Quack Quack Emu Sound

Brian Armitage said...

Yeah, I'm in the dark as to what congressional procedure is, and what the Constitution says on the matter. I do know that 10 nominees have already been filibustered.

I'm totally cool with there being sides, as long as they exist for a good reason. That is to say, opposing beliefs, and not strictly as methods of ascending to power. If parties are divided because they have different approaches to government, great. If they're just rivals vying for control, crap on that.

23r0 said...
This comment has been removed by a blog administrator.
23r0 said...

i think the idea is not to trust of ether side and make up you own mind right or wong you will fell better about it just look into things and make up your own mind for the love of GOD my queston is has the left or right help you or me if you ask me they seem bot out

FNORD
ZERO
@#R)

Duckmu said...

From what I can tell, often the dies are just vying for control. But 10 nominess huh? If that's right, and I don't doubt you Brian, then perhaps Bush needs to consider a nominee that the Democrats will accept. I mean if the Democrats are willing to fillibuster 10 nominees then there must be some reason, and I really hope it's not just because they don't like Bush. So many other presidents have made judicial nominees that appealed enough to both major parties to become Superior Court Justices, I have to think that there is something very wrong with Bush's policy of choosing judicial nominees. Either that or it is a total power play by Democrats to start republicans from getting more control in another branch.

Quack Quack Emu Sound

Third said...

Well, it's not my place to be flaming on here, so i'll post what i know, and what i've heard myself. First: The Fillibuster is an acceptabe tactic at any time during congressional proceedings, and has been used as such. In a partisan climate where one side controls a greater than 50% of a voting house, the fillibuster is the only tactic that a minority party has in its arsenal to combat a partisan issue that it feels strongly set against. To say that a fillibuster is inappropriate for use in certain (inconvenient) situations is an absurdity akin to something you'd hear on an elementary schoolyard. While i am myself overwhelmingly liberal, i don't favor partisan politics, or any divisive measure in government, and the books of order governing house and senate procedure are the only things keeping the two from becoming free-for-alls. One thing that is certain to me, is that either extreme can be equally damaging to our nation, but that most people who care enough to vote have sense enough to realize when someone is being too much. We've all seen the retractions in the liberal media, the smear campaigns. Conversely i have heard, verbatim, from a conservative talk radio show, the phrase "Tolerance, left unchecked, will destroy our great nation."
Bottom line: know what you believe in, listen to others, and allow yourself to be critical of both. There's no progress any other way.

Courtesy.

Brian Armitage said...

After a moment's research, I've found the the filibuster "evolved in the Senate over the eighteenth and nineteenth centuries," and it's constitutionality is under debate.

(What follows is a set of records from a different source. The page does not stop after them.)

//! Error types for the amount speller.

use thiserror::Error;

#[derive(Error, Debug, PartialEq)]
pub enum Error {
    #[error("amount must not be negative")]
    NegativeAmount,
    #[error("amount must be a finite number")]
    NonFiniteAmount,
    #[error("amount exceeds the largest amount that can be spelled")]
    AmountOutOfRange,
    #[error("group value {0} is not in the range 0-999")]
    GroupOutOfRange(u16),
    #[error("cents value {0} is not in the range 0-99")]
    CentsOutOfRange(u8),
    #[error("unknown currency code: {0}")]
    UnknownCurrency(String),
}

pub type Result<T> = std::result::Result<T, Error>;
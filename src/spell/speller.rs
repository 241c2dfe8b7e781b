//! The speller turns a full `Amount` into the "valor en letras" line printed
//! on an invoice, ie
//!
//! ```text
//! UN MILLÓN DOSCIENTOS TREINTA Y CUATRO MIL QUINIENTOS SESENTA Y SIETE DÓLARES CON 89/100
//! ```
//!
//! The integer part is split into billones, millones, thousands and units,
//! each group is spelled with [convert_group][0] and joined with its scale
//! word. The currency name agrees with the integer part only: "UN PESO CON
//! 50/100" is singular even though the amount is above one.
//!
//! [0]: ../group/fn.convert_group.html

use crate::{
    amount::{Amount, MAX_AMOUNT},
    currency::{CurrencyCode, CurrencyName},
    spell::group::group_words,
};
use tracing::trace;

const THOUSAND: u64 = 1_000;
const MILLION: u64 = 1_000_000;
const BILLION: u64 = 1_000_000_000_000;

/// Spells amounts in a given currency.
#[derive(Clone, Copy, Debug, PartialEq)]
pub struct AmountSpeller {
    currency: CurrencyCode,
}

impl AmountSpeller {
    /// Create a speller for the given ISO currency code. Codes we don't know
    /// fall back to COP naming.
    pub fn new<T: AsRef<str>>(currency: T) -> Self {
        Self::with_currency(CurrencyCode::resolve(currency.as_ref()))
    }

    /// Create a speller for an already-resolved currency.
    pub fn with_currency(currency: CurrencyCode) -> Self {
        Self { currency }
    }

    /// The currency this speller names amounts in.
    pub fn currency(&self) -> CurrencyCode {
        self.currency
    }

    /// Spell an amount in words.
    pub fn spell(&self, amount: &Amount) -> String {
        let name: &CurrencyName = self.currency.name();
        let integer_part = amount.integer_part();
        let mut segments = if integer_part == 0 {
            vec![String::from("CERO")]
        } else {
            integer_words(integer_part)
        };
        segments.push(name.for_units(integer_part).into());
        if amount.cents() > 0 {
            segments.push(format!("CON {:02}/100", amount.cents()));
        }
        let words = segments.join(" ");
        trace!("spelled {}.{:02} {} as {:?}", integer_part, amount.cents(), self.currency, words);
        words
    }
}

impl Default for AmountSpeller {
    fn default() -> Self {
        Self::with_currency(CurrencyCode::default())
    }
}

/// Spell a non-zero integer as a list of segments, one per scale.
fn integer_words(n: u64) -> Vec<String> {
    debug_assert!(n <= MAX_AMOUNT, "integer part {} is too large to spell", n);
    let billones = n / BILLION;
    let millones = (n % BILLION) / MILLION;
    let mut segments = Vec::new();

    match billones {
        0 => {}
        1 => segments.push("UN BILLÓN".into()),
        _ => segments.push(format!("{} BILLONES", group_words(billones as u16))),
    }
    // the millions count can itself run into the thousands ("MIL MILLONES")
    match millones {
        0 => {}
        1 => segments.push("UN MILLÓN".into()),
        _ => segments.push(format!("{} MILLONES", below_million(millones).join(" "))),
    }
    segments.extend(below_million(n % MILLION));
    segments
}

/// Spell a number under one million as its thousands and units segments.
/// Zero yields no segments.
fn below_million(n: u64) -> Vec<String> {
    debug_assert!(n < MILLION, "{} is not below one million", n);
    let miles = (n / THOUSAND) as u16;
    let cientos = (n % THOUSAND) as u16;
    let mut segments = Vec::new();

    match miles {
        0 => {}
        1 => segments.push("MIL".into()),
        _ => segments.push(format!("{} MIL", group_words(miles))),
    }
    if cientos > 0 {
        segments.push(group_words(cientos));
    }
    segments
}
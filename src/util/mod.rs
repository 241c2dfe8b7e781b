//! A set of utility macros and functions used throughout the crate.

#[macro_use]
pub mod number;

#[cfg(test)]
pub(crate) mod test;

The left has put into place a lot of social programs that have helped a lot of people, 23r0. And when the right cuts taxes, people get more of their own money back. That's how they generate support, as I see it. I won't defend the politicians that have been bought out, though. To Canada with them.

Philisophical objection or power play? Increasingly hard to tell, indeed.

I will admit, that talk radio quote sounds really bad out of context. However, I could see instances where it's absolutely correct. Some things are not to be tolerated. Certainly, though, extremism in politics is pretty easy to spot and vote out in a democracy.